3. This creation of man as a surrogate of God was perverted by man's willingness to be led into scandalous rebellion.
B. In Isaiah 2 God revealed His intention to compensate for Adam's failure by bringing a nation into existence that would, ultimately, replace Him.
1. All that Adam was charged to do was effectually transferred to Israel.
2. But Isaiah 2 does not indicate that this transfer was going to be particularly effective until "the last days".
a. The text clearly reveals that, initially, the transfer was not going to go well (2:6-9).
b. Isaiah goes on to make it clear that the transfer was only going to be effective when Israel's greatest faith-based achievement (the Christ) was exalted to the throne of David.
II. Paul's Argument.
A. He initially acknowledges how profoundly God has permitted the nation be corrupted.
B. He vehemently denies, however, the conclusion that those who have been corrupted put forth: God cannot be trusted.
1. The corrupters argue that it is beyond obvious that God's plan for a godly nation to be placed at the pinnacle of God's creation has failed.
a. Not only has history demonstrated that no matter what God does, men twist it into a way to gratify themselves at the expense of others, but there is no demonstration of any process that can counter this perversity.
b.
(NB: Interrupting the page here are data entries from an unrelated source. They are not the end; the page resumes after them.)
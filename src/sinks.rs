// src/sinks.rs
//
// Output sinks for cues and annotated frames. Both are fire-and-forget from
// the frame loop: work is spawned and failures are logged, never returned.

use crate::detection::classify_density;
use crate::types::{DensityClass, Detection, Frame, Recommendation};
use ab_glyph::{FontRef, PxScale};
use anyhow::{Context, Result};
use async_trait::async_trait;
use image::{Rgb, RgbImage};
use imageproc::drawing::{draw_hollow_rect_mut, draw_line_segment_mut, draw_text_mut};
use imageproc::rect::Rect;
use std::path::PathBuf;
use std::sync::Mutex;
use tokio::process::Command;
use tokio::task::JoinHandle;
use tracing::{debug, info, warn};

// ============================================================================
// SPEECH
// ============================================================================

pub trait SpeechSink: Send + Sync {
    /// Start speaking `text` and return immediately.
    fn speak(&self, text: &str);
}

/// Logs cues instead of voicing them.
pub struct ConsoleSpeech;

impl SpeechSink for ConsoleSpeech {
    fn speak(&self, text: &str) {
        info!("[VOICE] {}", text);
    }
}

/// Runs an external TTS program with the cue appended to its arguments.
/// Must be used from within a tokio runtime.
pub struct CommandSpeech {
    program: String,
    args: Vec<String>,
}

impl CommandSpeech {
    /// `argv[0]` is the program; `None` for an empty argv.
    pub fn new(argv: &[String]) -> Option<Self> {
        let (program, args) = argv.split_first()?;
        Some(Self {
            program: program.clone(),
            args: args.to_vec(),
        })
    }
}

impl SpeechSink for CommandSpeech {
    fn speak(&self, text: &str) {
        let spawned = Command::new(&self.program)
            .args(&self.args)
            .arg(text)
            .kill_on_drop(false)
            .spawn();

        match spawned {
            Ok(mut child) => {
                let program = self.program.clone();
                tokio::spawn(async move {
                    match child.wait().await {
                        Ok(status) if !status.success() => {
                            warn!("TTS command {} exited with {}", program, status)
                        }
                        Err(e) => warn!("TTS command {} failed: {}", program, e),
                        Ok(_) => {}
                    }
                });
            }
            Err(e) => {
                warn!("Could not start TTS command {}: {}", self.program, e);
                info!("[VOICE] {}", text);
            }
        }
    }
}

pub fn speech_from_argv(argv: Option<&[String]>) -> Box<dyn SpeechSink> {
    match argv.and_then(CommandSpeech::new) {
        Some(cmd) => {
            info!("✓ Speech via {}", cmd.program);
            Box::new(cmd)
        }
        None => Box::new(ConsoleSpeech),
    }
}

// ============================================================================
// OVERLAY
// ============================================================================

#[async_trait]
pub trait OverlaySink: Send + Sync {
    /// `labels[i]` is the caption for `detections[i]`.
    fn render(
        &self,
        frame: &Frame,
        detections: &[Detection],
        labels: &[String],
        recommendation: Option<&Recommendation>,
    );

    /// Wait for any queued renders to finish.
    async fn flush(&self) {}
}

pub struct NullOverlay;

#[async_trait]
impl OverlaySink for NullOverlay {
    fn render(&self, _: &Frame, _: &[Detection], _: &[String], _: Option<&Recommendation>) {}
}

const GREEN: Rgb<u8> = Rgb([0, 255, 0]);
const YELLOW: Rgb<u8> = Rgb([255, 255, 0]);
const ORANGE: Rgb<u8> = Rgb([255, 165, 0]);
const CUE_BAR: Rgb<u8> = Rgb([0, 255, 255]);

static FONT_DATA: &[u8] = include_bytes!("../assets/DejaVuSans.ttf");
const LABEL_SCALE: f32 = 14.0;
const CUE_TEXT_Y: i32 = 6;

fn overlay_font() -> Option<FontRef<'static>> {
    match FontRef::try_from_slice(FONT_DATA) {
        Ok(font) => Some(font),
        Err(e) => {
            warn!("Overlay font unusable, drawing without text: {}", e);
            None
        }
    }
}

pub fn density_color(class: DensityClass) -> Rgb<u8> {
    match class {
        DensityClass::Dense => GREEN,
        DensityClass::Moderate => YELLOW,
        DensityClass::Sparse => ORANGE,
    }
}

/// Boxes coloured by density class plus a full-width depth line at each
/// mark's `mid_y`, captioned with its label just above the box. A cue is
/// flagged by a bar along the top edge with the cue text beneath it.
pub fn annotate(
    frame: &Frame,
    detections: &[Detection],
    labels: &[String],
    recommendation: Option<&Recommendation>,
    density_threshold: f64,
) -> RgbImage {
    let mut canvas = frame.image.to_rgb8();
    let width = canvas.width();
    let scale = PxScale::from(LABEL_SCALE);

    if let Some(font) = overlay_font() {
        for (det, label) in detections.iter().zip(labels) {
            let color = density_color(classify_density(det.density, density_threshold));
            let y = det.bbox.y as i32 - LABEL_SCALE as i32 - 2;
            let x = det.bbox.x as i32;
            draw_text_mut(&mut canvas, color, x, y.max(0), scale, &font, label);
        }
        if let Some(rec) = recommendation {
            draw_text_mut(&mut canvas, CUE_BAR, 4, CUE_TEXT_Y, scale, &font, &rec.text);
        }
    }

    for det in detections {
        let color = density_color(classify_density(det.density, density_threshold));
        let b = det.bbox;
        if b.w > 0 && b.h > 0 {
            draw_hollow_rect_mut(
                &mut canvas,
                Rect::at(b.x as i32, b.y as i32).of_size(b.w, b.h),
                color,
            );
            if b.w > 2 && b.h > 2 {
                draw_hollow_rect_mut(
                    &mut canvas,
                    Rect::at(b.x as i32 + 1, b.y as i32 + 1).of_size(b.w - 2, b.h - 2),
                    color,
                );
            }
        }

        let y = det.mid_y() as f32;
        draw_line_segment_mut(&mut canvas, (0.0, y), (width as f32 - 1.0, y), color);
    }

    if recommendation.is_some() {
        for y in 0..canvas.height().min(4) {
            draw_line_segment_mut(
                &mut canvas,
                (0.0, y as f32),
                (width as f32 - 1.0, y as f32),
                CUE_BAR,
            );
        }
    }

    canvas
}

/// Writes `frame_{index:06}.png` files into a directory on blocking tasks.
pub struct AnnotatedFrameWriter {
    dir: PathBuf,
    density_threshold: f64,
    pending: Mutex<Vec<JoinHandle<()>>>,
}

impl AnnotatedFrameWriter {
    pub fn new(dir: impl Into<PathBuf>, density_threshold: f64) -> Result<Self> {
        let dir = dir.into();
        std::fs::create_dir_all(&dir)
            .with_context(|| format!("Failed to create {}", dir.display()))?;
        Ok(Self {
            dir,
            density_threshold,
            pending: Mutex::new(Vec::new()),
        })
    }

    pub fn path_for(&self, index: u64) -> PathBuf {
        self.dir.join(format!("frame_{:06}.png", index))
    }
}

#[async_trait]
impl OverlaySink for AnnotatedFrameWriter {
    fn render(
        &self,
        frame: &Frame,
        detections: &[Detection],
        labels: &[String],
        recommendation: Option<&Recommendation>,
    ) {
        let frame = frame.clone();
        let detections = detections.to_vec();
        let labels = labels.to_vec();
        let recommendation = recommendation.cloned();
        let threshold = self.density_threshold;
        let path = self.path_for(frame.index);

        let handle = tokio::task::spawn_blocking(move || {
            let canvas = annotate(
                &frame,
                &detections,
                &labels,
                recommendation.as_ref(),
                threshold,
            );
            match canvas.save(&path) {
                Ok(()) => debug!("Overlay written to {}", path.display()),
                Err(e) => warn!("Failed to write overlay {}: {}", path.display(), e),
            }
        });

        if let Ok(mut pending) = self.pending.lock() {
            pending.retain(|h| !h.is_finished());
            pending.push(handle);
        }
    }

    async fn flush(&self) {
        let handles: Vec<JoinHandle<()>> = match self.pending.lock() {
            Ok(mut pending) => pending.drain(..).collect(),
            Err(_) => return,
        };
        for handle in handles {
            if let Err(e) = handle.await {
                warn!("Overlay task failed: {}", e);
            }
        }
    }
}

#[cfg(test)]
mod tests {
    use super::*;
    use crate::types::BoundingBox;
    use chrono::Utc;
    use image::DynamicImage;

    fn detection(density: f64) -> Detection {
        Detection {
            bbox: BoundingBox::new(10, 20, 30, 20),
            area: 600.0,
            density,
            tightness: 0.8,
            centroid: (25.0, 30.0),
        }
    }

    fn frame() -> Frame {
        Frame::new(7, 0.0, DynamicImage::new_rgb8(100, 80))
    }

    #[test]
    fn test_annotate_colours_by_density() {
        let canvas = annotate(&frame(), &[detection(200.0)], &[], None, 140.0);
        assert_eq!(*canvas.get_pixel(10, 20), GREEN);
        // Depth line at mid_y = 30 spans the frame
        assert_eq!(*canvas.get_pixel(99, 30), GREEN);
        assert_eq!(*canvas.get_pixel(0, 0), Rgb([0, 0, 0]));

        let canvas = annotate(&frame(), &[detection(110.0)], &[], None, 140.0);
        assert_eq!(*canvas.get_pixel(10, 20), YELLOW);
        let canvas = annotate(&frame(), &[detection(50.0)], &[], None, 140.0);
        assert_eq!(*canvas.get_pixel(10, 20), ORANGE);
    }

    fn lit_pixels(canvas: &RgbImage, xs: std::ops::Range<u32>, ys: std::ops::Range<u32>) -> usize {
        ys.flat_map(|y| xs.clone().map(move |x| (x, y)))
            .filter(|&(x, y)| *canvas.get_pixel(x, y) != Rgb([0, 0, 0]))
            .count()
    }

    #[test]
    fn test_overlay_font_loads() {
        assert!(overlay_font().is_some());
    }

    #[test]
    fn test_annotate_captions_marks() {
        let bare = annotate(&frame(), &[detection(200.0)], &[], None, 140.0);
        assert_eq!(lit_pixels(&bare, 10..100, 0..18), 0);

        let label = "12ft | Small | Dense".to_string();
        let captioned = annotate(&frame(), &[detection(200.0)], &[label], None, 140.0);
        assert!(lit_pixels(&captioned, 10..100, 0..18) > 10);
        // Caption sits above the box; the box corner is untouched.
        assert_eq!(*captioned.get_pixel(10, 20), GREEN);
    }

    #[test]
    fn test_annotate_flags_cue() {
        let rec = Recommendation {
            text: "Small mark at 12 feet. Worth checking.".into(),
            emitted_at: Utc::now(),
            confidence: 0.5,
            depth_ft: Some(12.0),
            size: None,
            density_class: None,
            track_id: None,
            depth_trend_ft_per_frame: None,
        };
        let canvas = annotate(&frame(), &[], &[], Some(&rec), 140.0);
        assert_eq!(*canvas.get_pixel(50, 0), CUE_BAR);
        // Cue text is printed under the bar.
        assert!(lit_pixels(&canvas, 0..100, 5..24) > 10);

        let quiet = annotate(&frame(), &[], &[], None, 140.0);
        assert_eq!(lit_pixels(&quiet, 0..100, 0..24), 0);
    }

    #[tokio::test]
    async fn test_writer_saves_png() {
        let dir = tempfile::tempdir().unwrap();
        let writer = AnnotatedFrameWriter::new(dir.path().join("overlays"), 140.0).unwrap();
        let labels = vec!["12ft | Small | Dense".to_string()];
        writer.render(&frame(), &[detection(200.0)], &labels, None);
        writer.flush().await;

        let saved = image::open(writer.path_for(7)).unwrap();
        assert_eq!(saved.width(), 100);
    }

    #[test]
    fn test_command_speech_requires_program() {
        assert!(CommandSpeech::new(&[]).is_none());
        let cmd = CommandSpeech::new(&["say".to_string(), "-v".to_string(), "Alex".to_string()]).unwrap();
        assert_eq!(cmd.program, "say");
        assert_eq!(cmd.args, vec!["-v", "Alex"]);
    }
}
// src/lib.rs

pub mod analysis;
pub mod calibration;
pub mod config;
pub mod debounce;
pub mod detection;
pub mod frame_source;
pub mod pipeline;
pub mod preprocessing;
pub mod recommendation;
pub mod remote_classifier;
pub mod report;
pub mod sinks;
pub mod types;

pub use calibration::{CalibrationMapping, DepthCalibrator};
pub use pipeline::{PipelineOrchestrator, RunMode};
pub use types::{Config, Detection, Frame, Recommendation};
// src/detection/mod.rs
//
// Classical per-frame detection: segmentation, clustering, and the
// size/density buckets used for cues and overlays.

pub mod blob_detector;
pub mod clustering;
pub mod metrics;

pub use blob_detector::{adaptive_threshold, detect, BlobParams};
pub use clustering::cluster_detections;
pub use metrics::{classify_density, classify_school_size};
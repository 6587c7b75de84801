// src/pipeline/frame_context.rs
//
// Everything produced for one frame. Built by the orchestrator, then handed
// to the sinks and the batch report.

use crate::types::{ClassificationResult, Detection, Recommendation};
use std::collections::BTreeMap;

#[derive(Debug, Clone)]
pub struct FrameContext {
    pub frame_index: u64,
    pub timestamp_ms: f64,

    /// Clustered detections.
    pub detections: Vec<Detection>,
    /// Live tracks after this frame's update.
    pub tracks: BTreeMap<u64, Detection>,

    pub classification: Option<ClassificationResult>,
    pub recommendation: Option<Recommendation>,
    /// Set when the recommendation passed the debouncer.
    pub spoken: bool,

    pub processing_us: u64,
}

impl FrameContext {
    pub fn new(frame_index: u64, timestamp_ms: f64) -> Self {
        Self {
            frame_index,
            timestamp_ms,
            detections: Vec::new(),
            tracks: BTreeMap::new(),
            classification: None,
            recommendation: None,
            spoken: false,
            processing_us: 0,
        }
    }

    pub fn has_detections(&self) -> bool {
        !self.detections.is_empty()
    }

    pub fn recommendation_text(&self) -> Option<&str> {
        self.recommendation.as_ref().map(|r| r.text.as_str())
    }
}
// src/analysis/sampling_policy.rs
//
// Decides when a frame is worth sending to the remote classifier.
// Blends a fixed-rate budget with confidence-triggered queries: weak local
// detections get a second opinion even between scheduled samples.

use crate::types::ClassifierConfig;
use tracing::debug;

#[derive(Debug, Clone, Copy, PartialEq, Eq)]
pub enum SamplingReason {
    /// Frame index landed on the fixed-rate schedule.
    Scheduled,
    /// Local confidence fell below the ambiguity threshold.
    Ambiguous,
}

pub struct SamplingPolicy {
    /// False when the classifier is disabled or has no credentials.
    enabled: bool,
    ambiguity_threshold: f64,

    total_frames: u64,
    invocations: u64,
    ambiguous_invocations: u64,
}

impl SamplingPolicy {
    pub fn new(enabled: bool, ambiguity_threshold: f64) -> Self {
        Self {
            enabled,
            ambiguity_threshold,
            total_frames: 0,
            invocations: 0,
            ambiguous_invocations: 0,
        }
    }

    pub fn from_config(config: &ClassifierConfig, classifier_available: bool) -> Self {
        Self::new(
            config.use_classifier && classifier_available,
            config.ambiguity_threshold,
        )
    }

    pub fn is_enabled(&self) -> bool {
        self.enabled
    }

    /// Should `frame_index` be classified remotely?
    ///
    /// # Arguments
    /// * `target_rate_hz` - desired classifier queries per second; `<= 0` samples every frame
    /// * `measured_fps` - current frame rate of the loop
    /// * `local_confidence` - best local detection confidence, if any
    pub fn should_query(
        &mut self,
        frame_index: u64,
        target_rate_hz: f64,
        measured_fps: f64,
        local_confidence: Option<f64>,
    ) -> bool {
        self.total_frames += 1;

        let Some(reason) =
            self.decide(frame_index, target_rate_hz, measured_fps, local_confidence)
        else {
            return false;
        };

        self.invocations += 1;
        if reason == SamplingReason::Ambiguous {
            self.ambiguous_invocations += 1;
        }
        debug!(
            "🔍 Classifier sample at frame {} ({:?}, local_conf={:?})",
            frame_index, reason, local_confidence
        );
        true
    }

    /// Pure decision; no counters touched.
    pub fn decide(
        &self,
        frame_index: u64,
        target_rate_hz: f64,
        measured_fps: f64,
        local_confidence: Option<f64>,
    ) -> Option<SamplingReason> {
        if !self.enabled {
            return None;
        }

        if frames_between_samples(target_rate_hz, measured_fps)
            .map_or(true, |every| frame_index % every == 0)
        {
            return Some(SamplingReason::Scheduled);
        }

        match local_confidence {
            Some(conf) if conf < self.ambiguity_threshold => Some(SamplingReason::Ambiguous),
            _ => None,
        }
    }

    pub fn get_stats(&self) -> SamplingStats {
        SamplingStats {
            total_frames: self.total_frames,
            invocations: self.invocations,
            ambiguous_invocations: self.ambiguous_invocations,
            frequency: if self.total_frames > 0 {
                self.invocations as f64 / self.total_frames as f64
            } else {
                0.0
            },
        }
    }
}

/// `max(1, floor(fps / rate))`, or `None` (every frame) for a non-positive rate.
fn frames_between_samples(target_rate_hz: f64, measured_fps: f64) -> Option<u64> {
    if target_rate_hz <= 0.0 || !target_rate_hz.is_finite() {
        return None;
    }
    let ratio = (measured_fps / target_rate_hz).floor();
    let every = if ratio.is_finite() && ratio >= 1.0 {
        ratio as u64
    } else {
        1
    };
    Some(every)
}

#[derive(Debug, Clone)]
pub struct SamplingStats {
    pub total_frames: u64,
    pub invocations: u64,
    pub ambiguous_invocations: u64,
    pub frequency: f64,
}
//! Reply API client: delivers one reply per single-use reply token.

use super::ReplyTransport;
use crate::dispatch::{QuickReplyChoice, ReplyAction};
use async_trait::async_trait;
use serde::Serialize;
use std::time::Duration;

const DEFAULT_REPLY_URL: &str = "https://api.line.me/v2/bot/message/reply";

/// Conservative bound on the outbound reply call.
const REQUEST_TIMEOUT: Duration = Duration::from_secs(10);

#[derive(Debug, thiserror::Error)]
pub enum LineError {
    #[error("reply request failed: {0}")]
    Request(#[from] reqwest::Error),
    #[error("reply api error: {status} {body}")]
    Status { status: u16, body: String },
}

impl LineError {
    /// Transport failures and 5xx responses are worth retrying; 4xx (expired
    /// or already-consumed reply token, malformed payload) is terminal.
    pub fn retriable(&self) -> bool {
        match self {
            LineError::Request(_) => true,
            LineError::Status { status, .. } => *status >= 500,
        }
    }
}

/// Client for the platform reply endpoint. Safe for concurrent use across
/// runs; the underlying connection pool is shared.
#[derive(Clone)]
pub struct LineClient {
    reply_url: String,
    access_token: String,
    client: reqwest::Client,
}

impl LineClient {
    pub fn new(access_token: String, reply_url: Option<String>) -> Self {
        let reply_url = reply_url
            .map(|u| u.trim_end_matches('/').to_string())
            .unwrap_or_else(|| DEFAULT_REPLY_URL.to_string());
        Self {
            reply_url,
            access_token,
            client: reqwest::Client::new(),
        }
    }

    /// POST one reply. Any non-2xx response is an error; see
    /// `LineError::retriable` for which ones are worth retrying.
    pub async fn send_reply(
        &self,
        reply_token: &str,
        action: &ReplyAction,
    ) -> Result<(), LineError> {
        let body = ReplyRequest {
            reply_token,
            messages: vec![to_wire(action)],
            notification_disabled: false,
        };
        let res = self
            .client
            .post(&self.reply_url)
            .bearer_auth(&self.access_token)
            .timeout(REQUEST_TIMEOUT)
            .json(&body)
            .send()
            .await?;
        if !res.status().is_success() {
            let status = res.status().as_u16();
            let body = res.text().await.unwrap_or_default();
            return Err(LineError::Status { status, body });
        }
        Ok(())
    }
}

#[async_trait]
impl ReplyTransport for LineClient {
    async fn send_reply(&self, reply_token: &str, action: &ReplyAction) -> Result<(), LineError> {
        LineClient::send_reply(self, reply_token, action).await
    }
}

#[derive(Debug, Serialize)]
#[serde(rename_all = "camelCase")]
struct ReplyRequest<'a> {
    reply_token: &'a str,
    messages: Vec<WireMessage>,
    notification_disabled: bool,
}

#[derive(Debug, Serialize)]
#[serde(rename_all = "camelCase")]
struct WireMessage {
    #[serde(rename = "type")]
    kind: &'static str,
    text: String,
    #[serde(skip_serializing_if = "Option::is_none")]
    quick_reply: Option<QuickReplyItems>,
}

#[derive(Debug, Serialize)]
struct QuickReplyItems {
    items: Vec<QuickReplyItem>,
}

#[derive(Debug, Serialize)]
struct QuickReplyItem {
    #[serde(rename = "type")]
    kind: &'static str,
    action: WireAction,
}

#[derive(Debug, Serialize)]
#[serde(rename_all = "camelCase")]
struct WireAction {
    #[serde(rename = "type")]
    kind: &'static str,
    label: String,
    #[serde(skip_serializing_if = "Option::is_none")]
    data: Option<String>,
    #[serde(skip_serializing_if = "Option::is_none")]
    display_text: Option<String>,
}

/// Map a reply action to the platform message shape: a text message,
/// optionally carrying quick-reply items (postback action when a payload is
/// present, share-location action otherwise).
fn to_wire(action: &ReplyAction) -> WireMessage {
    match action {
        ReplyAction::PlainText { text } => WireMessage {
            kind: "text",
            text: text.clone(),
            quick_reply: None,
        },
        ReplyAction::QuickReply { prompt, choices } => WireMessage {
            kind: "text",
            text: prompt.clone(),
            quick_reply: Some(QuickReplyItems {
                items: choices.iter().map(to_wire_item).collect(),
            }),
        },
    }
}

fn to_wire_item(choice: &QuickReplyChoice) -> QuickReplyItem {
    let action = match choice.postback_payload.as_ref() {
        Some(data) => WireAction {
            kind: "postback",
            label: choice.label.clone(),
            data: Some(data.clone()),
            display_text: choice.confirmation_text.clone(),
        },
        None => WireAction {
            kind: "location",
            label: choice.label.clone(),
            data: None,
            display_text: None,
        },
    };
    QuickReplyItem {
        kind: "action",
        action,
    }
}
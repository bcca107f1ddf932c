//! Outbound collaborators: the platform reply API and the candidate lookup
//! service. Both are injected capabilities so tests can substitute fakes.

pub mod gourmet;
pub mod line;

pub use gourmet::{Candidate, GeoPoint, GourmetClient, GourmetError};
pub use line::{LineClient, LineError};

use crate::dispatch::ReplyAction;
use async_trait::async_trait;

/// Sends one reply to the platform for a single-use reply token.
#[async_trait]
pub trait ReplyTransport: Send + Sync {
    async fn send_reply(&self, reply_token: &str, action: &ReplyAction) -> Result<(), LineError>;
}

/// Ranked candidate lookup keyed by geographic coordinates.
#[async_trait]
pub trait CandidateSource: Send + Sync {
    async fn lookup(&self, lat: f64, lng: f64) -> Result<Vec<Candidate>, GourmetError>;
}
use clap::{Parser, Subcommand};

#[derive(Parser)]
#[command(name = "mogu")]
#[command(about = "Mogu CLI", long_about = None)]
struct Cli {
    #[command(subcommand)]
    command: Option<Commands>,
}

#[derive(Subcommand)]
enum Commands {
    /// Show version
    Version,

    /// Create the configuration directory and default files (config, runs directory).
    Init {
        /// Config file path (default: MOGU_CONFIG_PATH or ~/.mogu/config.json)
        #[arg(long, short, value_name = "PATH")]
        config: Option<std::path::PathBuf>,
    },

    /// Run the gateway (webhook intake + reply pipeline). Requires the channel
    /// secret, access token, and lookup base URL to be configured.
    Gateway {
        /// Config file path (default: MOGU_CONFIG_PATH or ~/.mogu/config.json)
        #[arg(long, short, value_name = "PATH")]
        config: Option<std::path::PathBuf>,

        /// HTTP port (default from config or 8090)
        #[arg(long, short)]
        port: Option<u16>,
    },
}

#[tokio::main]
async fn main() {
    env_logger::Builder::from_env(env_logger::Env::default().default_filter_or("warn")).init();

    let cli = Cli::parse();

    match cli.command {
        Some(Commands::Version) => {
            println!("mogu {}", env!("CARGO_PKG_VERSION"));
        }
        Some(Commands::Init { config }) => {
            if let Err(e) = run_init(config) {
                log::error!("init failed: {}", e);
                std::process::exit(1);
            }
        }
        Some(Commands::Gateway { config, port }) => {
            if let Err(e) = run_gateway(config, port).await {
                log::error!("gateway failed: {}", e);
                std::process::exit(1);
            }
        }
        None => {
            println!("Run with --help for usage");
        }
    }
}

fn run_init(config_path: Option<std::path::PathBuf>) -> anyhow::Result<()> {
    let path = config_path.unwrap_or_else(lib::config::default_config_path);
    let _dir = lib::init::init_config_dir(&path)?;
    println!(
        "initialized configuration at {}",
        path.parent().unwrap_or(std::path::Path::new(".")).display()
    );
    Ok(())
}

async fn run_gateway(
    config_path: Option<std::path::PathBuf>,
    port: Option<u16>,
) -> anyhow::Result<()> {
    let (mut config, _path) = lib::config::load_config(config_path)?;
    if let Some(p) = port {
        config.gateway.port = p;
    }
    log::info!(
        "starting gateway on {}:{}",
        config.gateway.bind,
        config.gateway.port
    );
    lib::gateway::run_gateway(config).await
}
Even Paul's doctrine of an "elect" group within the larger body is a flat-out admission that if there are going to be any who are not scandalous rebels, it will only be a tiny minority.
1) Paul admitted in his doctrine of "election" in the days of Elijah that though "election" was effective (the elect did not bow to Baal) for some, the group was a pitifully small minority group with no discernible impact upon the nation (the impact was so small the Elijah was not even aware of the presence of the group).
2) The prophecy of an entire nation of godly surrogates has been set aside by God as an impossible fantasy.
2. The denial of these arguments rests in the claim that God is actually using the scandalous rebellion to further His Plan and to fulfill His words.
a. At the heart of Paul's Gospel is the claim that God demonstrated in Christ that He is not subject to the perversity or will of men.
1) No body ... not one single person ... believed that Jesus was the victorious Christ when He was crucified, but God was not bound, or limited in any way, by that unbelief.
2) The resurrection from the dead was God's most potent proof that unbelief is never right even when all of the tangible evidence seems to be on its side.
b. Within the details of Paul's Gospel is the explanation of God's methods for triumph.
1) First, there is no demonstrated evidence that what is required by the Isaiah 2 Plan can not be accomplished.
a) It is possible that the "minority" of "the elect" will grow to be a "majority" so that the nation can be godly.
b) It is possible that the "majority" of the wicked will be shrunk to a "minority" so that the nation can be godly.
c) It is possible for both "growth" and "shrinkage" can produce a godly nation.
2) Second, the biblical picture is actually an intensified form of the third possibility.
a) On the one hand, the biblical picture (even in Isaiah 2:10-22) is one of a cataclysmic fulfillment of Jesus' warning to Nicodemus.
b) On the other hand, the picture of our text is that God is going to increase the growth of the elect by using the outcome of the rebellion of the wicked.
i. In Romans 10:19 Paul introduced the process of jealousy as a divine tool to bring up the numbers of the elect.
ii. In our current text Paul again inserts this process of jealousy into the picture as an argument that one cannot rest upon the appearance of things to justify unbelief.
III. The Ultimate Point.
A. On the one hand, it is a bit ridiculous to try to outfox God.
B. On the other hand, it is a demonstrated fact that God can turn any act of rebellion into a tool.
C. And, ultimately, the biblical record is not a record of the "defeat" of the "Plan" but, rather, a demonstration that no matter how far things deteriorate, God has something up His sleeve to counter the success of evil.